Koeman Benched His Best Finisher. Potter Cannot Explain His Defense.
Ronald Koeman dropped Crysencio Summerville, a scorer against Japan five days earlier, and started Brian Brobbey instead. That decision is the headline nobody is writing tonight, because Netherlands hit five and the scoreline buried everything else. Netherlands beat Sweden 5-1 at NRG Stadium in Houston on June 20, 2026, in their Group F match at the 2026 World Cup, and the gamble at the center of it deserves more credit than a 5-1 win usually gets.
Here is the direct answer first. Brobbey scored in the 5th and 17th minutes. Gakpo added two more in the 47th and 54th. Elanga pulled one back for Sweden in the 59th, and Summerville, introduced as a halftime substitute, finished the rout in the 89th. Netherlands move top of Group F. Sweden’s clean goal difference from a 5-1 win over Tunisia is gone, replaced by a result that leaves Graham Potter facing Japan with no margin left.
Truth is, Koeman’s selection call was the whole game before it even kicked off.
Leaving out a player who had just scored is the kind of decision that gets a manager fired when it fails. Koeman made it anyway, betting that Brobbey’s movement in the box suited this Swedish back line better than Summerville’s directness from the left. Two goals in the first 17 minutes, both close-range finishes off low crosses, proved the read correct. Brobbey was not lucky. He was exactly where Koeman’s plan put him.
The same coach then made the call look even smarter without changing his mind about Summerville at all. He sent the West Ham forward on for Donyell Malen at the break, by which point Sweden were already chasing the game and could not set up to stop a second wave of the same problem. Summerville set up Gakpo’s fourth goal and scored the fifth himself.
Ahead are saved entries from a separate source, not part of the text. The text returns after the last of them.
//! Node.js (npm, Yarn and pnpm)

use super::{CommandRule, FrameworkBuilder, PlatformRules};

/// Matches a dependency key in a raw `package.json` excerpt
fn manifest_key(package: &str) -> String {
    format!(r#""{}"\s*:"#, regex::escape(package))
}

pub fn nodejs() -> PlatformRules {
    let mut builder = PlatformRules::builder("nodejs", "Node.js")
        .primary(&["package.json"])
        .secondary(&[
            "package-lock.json",
            "yarn.lock",
            "pnpm-lock.yaml",
            ".npmrc",
            ".yarnrc",
            ".yarnrc.yml",
            "pnpm-workspace.yaml",
            ".nvmrc",
        ])
        .structure(&["pages", "components", "src/components", "src/pages"])
        .config(&[
            "tsconfig.json",
            "webpack.config.js",
            "vite.config.js",
            "vite.config.ts",
            "next.config.js",
            "next.config.mjs",
            "vue.config.js",
            "nuxt.config.js",
            "nuxt.config.ts",
            ".babelrc",
            "babel.config.js",
            "jest.config.js",
        ])
        .manifests(&["package.json"])
        // Meta-frameworks come before the libraries they are built on so they
        // win ties on equal evidence.
        .framework(
            FrameworkBuilder::new("Next.js")
                .package("next")
                .source("package.json", &manifest_key("next"))
                .source("*.jsx", r#"from\s+['"]next/"#)
                .source("*.tsx", r#"from\s+['"]next/"#),
        )
        .framework(
            FrameworkBuilder::new("Nuxt.js")
                .package("nuxt")
                .source("package.json", &manifest_key("nuxt"))
                .path("nuxt.config.js")
                .path("nuxt.config.ts"),
        )
        .framework(
            FrameworkBuilder::new("Gatsby")
                .package("gatsby")
                .source("package.json", &manifest_key("gatsby"))
                .path("gatsby-config.js"),
        )
        .framework(
            FrameworkBuilder::new("NestJS")
                .package("@nestjs/core")
                .source("package.json", &manifest_key("@nestjs/core"))
                .source("*.ts", r#"from\s+['"]@nestjs/"#),
        )
        .framework(
            FrameworkBuilder::new("Angular")
                .package("@angular/core")
                .source("package.json", &manifest_key("@angular/core"))
                .path("angular.json")
                .source("*.ts", r#"from\s+['"]@angular/core['"]"#),
        )
        .framework(
            FrameworkBuilder::new("React")
                .package("react")
                .source("package.json", &manifest_key("react"))
                .source("*.jsx", r#"(import\s+React\b|from\s+['"]react['"])"#)
                .source("*.tsx", r#"(import\s+React\b|from\s+['"]react['"])"#),
        )
        .framework(
            FrameworkBuilder::new("Vue.js")
                .package("vue")
                .source("package.json", &manifest_key("vue"))
                .source("*.vue", r"<template>"),
        )
        .framework(
            FrameworkBuilder::new("Svelte")
                .package("svelte")
                .source("package.json", &manifest_key("svelte"))
                .path("svelte.config.js")
                .source("*.svelte", r"<script"),
        )
        .framework(
            FrameworkBuilder::new("Express")
                .package("express")
                .source("package.json", &manifest_key("express"))
                .source("*.js", r#"require\(\s*['"]express['"]\s*\)"#)
                .source("*.ts", r#"from\s+['"]express['"]"#),
        )
        .framework(
            FrameworkBuilder::new("Fastify")
                .package("fastify")
                .source("package.json", &manifest_key("fastify"))
                .source("*.js", r#"require\(\s*['"]fastify['"]\s*\)"#),
        )
        .framework(FrameworkBuilder::new("Koa").package("koa"))
        .framework(FrameworkBuilder::new("Electron").package("electron"))
        .build_tool("pnpm-lock.yaml", "pnpm")
        .build_tool("yarn.lock", "yarn")
        .build_tool("package-lock.json", "npm")
        .default_build_tool("npm")
        .build_required(true)
        .exclude_dirs(&[".next", ".nuxt", ".turbo", "coverage"]);

    for (tool, install, build) in [
        ("npm", "npm install", "npm run build"),
        ("yarn", "yarn install", "yarn build"),
        ("pnpm", "pnpm install", "pnpm build"),
    ] {
        builder = builder.command(CommandRule::for_tool(tool).build(build).install(install));
        // Server frameworks run straight from source.
        for server in ["Express", "Fastify", "Koa"] {
            builder = builder.command(CommandRule::for_framework(server).with_tool(tool).install(install));
        }
    }

    builder.build().expect("built-in nodejs rules are valid")
}
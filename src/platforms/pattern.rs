use std::fmt;

/// Path pattern used by rule tables.
///
/// - `*.csproj` matches any path ending in `.csproj`
/// - `src/main/java` matches that path, at the root or nested below it
/// - `pom.xml` matches any entry named `pom.xml`
#[derive(Debug, Clone, PartialEq, Eq)]
pub enum PathPattern {
    Extension(String),
    Nested(String),
    Name(String),
}

impl PathPattern {
    pub fn parse(pattern: &str) -> Self {
        if let Some(suffix) = pattern.strip_prefix('*') {
            PathPattern::Extension(suffix.to_string())
        } else if pattern.contains('/') {
            PathPattern::Nested(pattern.trim_matches('/').to_string())
        } else {
            PathPattern::Name(pattern.to_string())
        }
    }

    pub fn matches(&self, path: &str) -> bool {
        match self {
            PathPattern::Extension(suffix) => path.ends_with(suffix.as_str()),
            PathPattern::Nested(nested) => {
                path == nested
                    || (path.len() > nested.len()
                        && path.ends_with(nested.as_str())
                        && path.as_bytes()[path.len() - nested.len() - 1] == b'/')
            }
            PathPattern::Name(name) => path.rsplit('/').next() == Some(name.as_str()),
        }
    }
}

impl fmt::Display for PathPattern {
    fn fmt(&self, f: &mut fmt::Formatter<'_>) -> fmt::Result {
        match self {
            PathPattern::Extension(suffix) => write!(f, "*{}", suffix),
            PathPattern::Nested(path) => write!(f, "{}", path),
            PathPattern::Name(name) => write!(f, "{}", name),
        }
    }
}

impl From<&str> for PathPattern {
    fn from(pattern: &str) -> Self {
        PathPattern::parse(pattern)
    }
}

#[cfg(test)]
mod tests {
    use super::*;

    #[test]
    fn test_parse() {
        assert_eq!(
            PathPattern::parse("*.csproj"),
            PathPattern::Extension(".csproj".to_string())
        );
        assert_eq!(
            PathPattern::parse("src/main/java"),
            PathPattern::Nested("src/main/java".to_string())
        );
        assert_eq!(
            PathPattern::parse("pom.xml"),
            PathPattern::Name("pom.xml".to_string())
        );
    }

    #[test]
    fn test_extension_matches() {
        let pattern = PathPattern::parse("*.csproj");
        assert!(pattern.matches("Api.csproj"));
        assert!(pattern.matches("src/Api/Api.csproj"));
        assert!(!pattern.matches("Api.csproj.user"));
    }

    #[test]
    fn test_nested_matches_on_component_boundary() {
        let pattern = PathPattern::parse("src/main/java");
        assert!(pattern.matches("src/main/java"));
        assert!(pattern.matches("service/src/main/java"));
        assert!(!pattern.matches("xsrc/main/java"));
        assert!(!pattern.matches("src/main/java/com"));
    }

    #[test]
    fn test_name_matches_basename() {
        let pattern = PathPattern::parse("pom.xml");
        assert!(pattern.matches("pom.xml"));
        assert!(pattern.matches("module/pom.xml"));
        assert!(!pattern.matches("pom.xml.bak"));
        assert!(!pattern.matches("mypom.xml"));
    }

    #[test]
    fn test_display_round_trips_source() {
        for source in ["*.py", "config/application.rb", "Gemfile"] {
            assert_eq!(PathPattern::parse(source).to_string(), source);
        }
    }
}
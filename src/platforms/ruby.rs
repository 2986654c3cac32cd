//! Ruby (Bundler)

use super::{CommandRule, FrameworkBuilder, PlatformRules};

pub fn ruby() -> PlatformRules {
    PlatformRules::builder("ruby", "Ruby")
        .primary(&["Gemfile"])
        .secondary(&["Gemfile.lock", "Rakefile", "config.ru", ".ruby-version"])
        .structure(&["app/models", "app/controllers", "db/migrate", "config/initializers"])
        .config(&["config/application.rb", "config/environment.rb", "config/database.yml"])
        .manifests(&["Gemfile"])
        .framework(
            FrameworkBuilder::new("Ruby on Rails")
                .package("rails")
                .path("app/controllers")
                .source("*.rb", r"\bRails\.application\b|class\s+ApplicationController\b"),
        )
        .framework(
            FrameworkBuilder::new("Sinatra")
                .package("sinatra")
                .source("*.rb", r#"require\s+['"]sinatra(/base)?['"]"#),
        )
        .framework(FrameworkBuilder::new("Hanami").package("hanami"))
        .framework(FrameworkBuilder::new("Jekyll").package("jekyll").path("_config.yml"))
        .default_build_tool("bundler")
        .command(CommandRule::for_tool("bundler").install("bundle install"))
        .command(
            CommandRule::for_framework("Ruby on Rails")
                .with_tool("bundler")
                .build("bundle exec rake assets:precompile")
                .install("bundle install"),
        )
        .command(
            CommandRule::for_framework("Jekyll")
                .with_tool("bundler")
                .build("bundle exec jekyll build")
                .install("bundle install"),
        )
        .build_required(false)
        .exclude_dirs(&[".bundle"])
        .build()
        .expect("built-in ruby rules are valid")
}
//! The command contract.
//!
//! A [`Command`] is a unit of business work with a forward path
//! (`execute_do`) and a compensation path (`execute_undo`). Implementors
//! write only those two methods (plus, rarely, a custom
//! [`Command::accept_parameter`]); the provided `create_context`,
//! `do_command`, and `undo_command` methods drive the context state
//! machine and enforce the error-propagation policy: business failures
//! are captured into the context, never returned to the caller.
//!
//! # Example
//!
//! ```rust,ignore
//! struct DeleteCourse {
//!     courses: Arc<dyn Repository<Course>>,
//! }
//!
//! #[async_trait]
//! impl Command<Course> for DeleteCourse {
//!     fn command_id(&self) -> CommandId {
//!         CommandId::try_new("course.delete").unwrap()
//!     }
//!
//!     async fn execute_do(&self, ctx: &mut ExecutionContext<Course>) -> CommandResult<Course> {
//!         let course = ctx.redo_value()?.clone();
//!         let previous = self.courses.find_by_id(course.id()).await?;
//!         // keep the snapshot so the delete can be compensated
//!         ctx.set_undo_parameter(CommandParameter::Value(previous.clone()));
//!         self.courses.delete_by_id(course.id()).await?;
//!         Ok(previous)
//!     }
//!
//!     async fn execute_undo(&self, ctx: &mut ExecutionContext<Course>) -> CommandResult<()> {
//!         let snapshot = ctx.undo_value()?.clone();
//!         self.courses.save(snapshot).await?;
//!         Ok(())
//!     }
//! }
//! ```

use std::sync::Arc;

use async_trait::async_trait;
use tracing::{debug, warn};

use crate::context::{CommandParameter, ContextState, ExecutionContext, Payload};
use crate::errors::{CommandError, CommandResult};
use crate::types::CommandId;

/// A unit of business work with forward execution and compensation.
///
/// The trait is object-safe: the dispatch pipeline and composite
/// orchestration hold commands as `Arc<dyn Command<P>>`. The provided
/// methods are the state machine; overriding them forfeits the
/// at-most-one-`Work`-entry guarantee and should never be necessary.
#[async_trait]
pub trait Command<P: Payload>: Send + Sync {
    /// The stable identifier of this command implementation.
    fn command_id(&self) -> CommandId;

    /// Validates the incoming parameter and shapes it into the context's
    /// redo parameter.
    ///
    /// The default accepts exactly a present [`CommandParameter::Value`];
    /// composites override this to build their macro parameter. Errors
    /// returned here are captured into the context as a validation
    /// failure; they are never raised to the caller.
    fn accept_parameter(
        &self,
        parameter: Option<CommandParameter<P>>,
    ) -> CommandResult<CommandParameter<P>> {
        let parameter = parameter.ok_or(CommandError::MissingParameter)?;
        parameter.as_value()?;
        Ok(parameter)
    }

    /// The forward business logic.
    ///
    /// Runs only while the context is in `Work`. Side effects belong
    /// here and nowhere else. A command with a meaningful rollback must
    /// capture its undo parameter via
    /// [`ExecutionContext::set_undo_parameter`] before returning `Ok`.
    async fn execute_do(&self, context: &mut ExecutionContext<P>) -> CommandResult<P>;

    /// The compensation business logic.
    ///
    /// Runs only for a context that completed its forward path (`Done`),
    /// consuming the undo parameter captured there.
    async fn execute_undo(&self, context: &mut ExecutionContext<P>) -> CommandResult<()>;

    /// Builds a context for this command, validating the parameter.
    ///
    /// Never returns an error: a failed validation yields a `Fail`
    /// context carrying the cause.
    fn create_context(
        self: Arc<Self>,
        parameter: Option<CommandParameter<P>>,
    ) -> ExecutionContext<P>
    where
        Self: Sized + 'static,
    {
        ExecutionContext::prepare(self, parameter)
    }

    /// Runs the forward path under the state machine.
    ///
    /// A context that is not `Ready` is left untouched (logged, no-op),
    /// so a repeated or misrouted invocation cannot re-enter the
    /// business logic. Otherwise the context transitions
    /// `Ready -> Work -> Done` on success or `Ready -> Work -> Fail` on
    /// a business error; the error is stored, never thrown.
    async fn do_command(&self, context: &mut ExecutionContext<P>) {
        if context.state() != ContextState::Ready {
            warn!(
                command = %self.command_id(),
                state = %context.state(),
                "do_command ignored: context is not Ready"
            );
            return;
        }
        context.begin_work();
        match self.execute_do(context).await {
            Ok(result) => {
                debug!(command = %self.command_id(), "command executed");
                context.succeed(result);
            }
            Err(error) => {
                warn!(command = %self.command_id(), %error, "command failed");
                context.fail(error);
            }
        }
    }

    /// Runs the compensation path under the state machine.
    ///
    /// Gated on `Done`: any other state records a
    /// [`CommandError::IllegalState`] on the context without invoking
    /// `execute_undo`, guaranteeing the compensation logic can never
    /// observe a context that has nothing to compensate.
    async fn undo_command(&self, context: &mut ExecutionContext<P>) {
        if context.state() != ContextState::Done {
            let error = CommandError::IllegalState {
                command: self.command_id(),
                required: ContextState::Done,
                actual: context.state(),
            };
            warn!(command = %self.command_id(), %error, "undo_command refused");
            context.fail(error);
            return;
        }
        context.begin_work();
        match self.execute_undo(context).await {
            Ok(()) => {
                debug!(command = %self.command_id(), "command compensated");
                context.mark_undone();
            }
            Err(error) => {
                warn!(command = %self.command_id(), %error, "compensation failed");
                context.fail(error);
            }
        }
    }
}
One man, two different uses, the same correct conclusion both times.
Potter’s defense for his side starts with the part that nearly worked. Sweden weathered an early storm and finished the first half on top, with Gustaf Lagerbielke even having a header ruled out for offside in stoppage time. The logic behind sitting in and waiting for daylight was not unreasonable against a Dutch side missing nobody and rotating fresh legs every twenty minutes. The problem is what happened the moment Netherlands turned the second half on. Gakpo scored twice in seven minutes, and Sweden never found an answer to either goal.
The number that follows Potter into the Japan match is brutal. Sweden conceded 4.20 expected goals on target against a team that needed only 2.61 expected goals to produce five actual ones. That gap between chances allowed and chances taken is not bad luck repeating itself. It is a back line that kept inviting shots from inside the six-yard box and a goalkeeper, Kristoffer Nordfeldt, who finished with a goals-prevented figure of minus 0.80, meaning he let in more than the shots themselves suggested he should have.
Here is the thing about Koeman’s challenge now. A 5-1 win raises the bar for every game after it, and Netherlands still have to beat Tunisia to guarantee top spot outright. Gakpo has now matched Robin van Persie’s Dutch record for World Cup group-stage goals, and the pressure to keep finding that level only grows from here. Big wins do not earn rest. They earn higher expectations.
Sweden, meanwhile, no longer control their own group. They need a result against Japan, and they need their defense to look nothing like it did in Houston.
Koeman leaves this one in a position no manager argues with. He left a proven scorer out of his XI, the move worked, and his backup plan worked just as well an hour later. Potter leaves with a goal difference wiped clean and a defensive question he still has not answered. The job is not under threat yet. The answer to Wednesday’s question certainly is.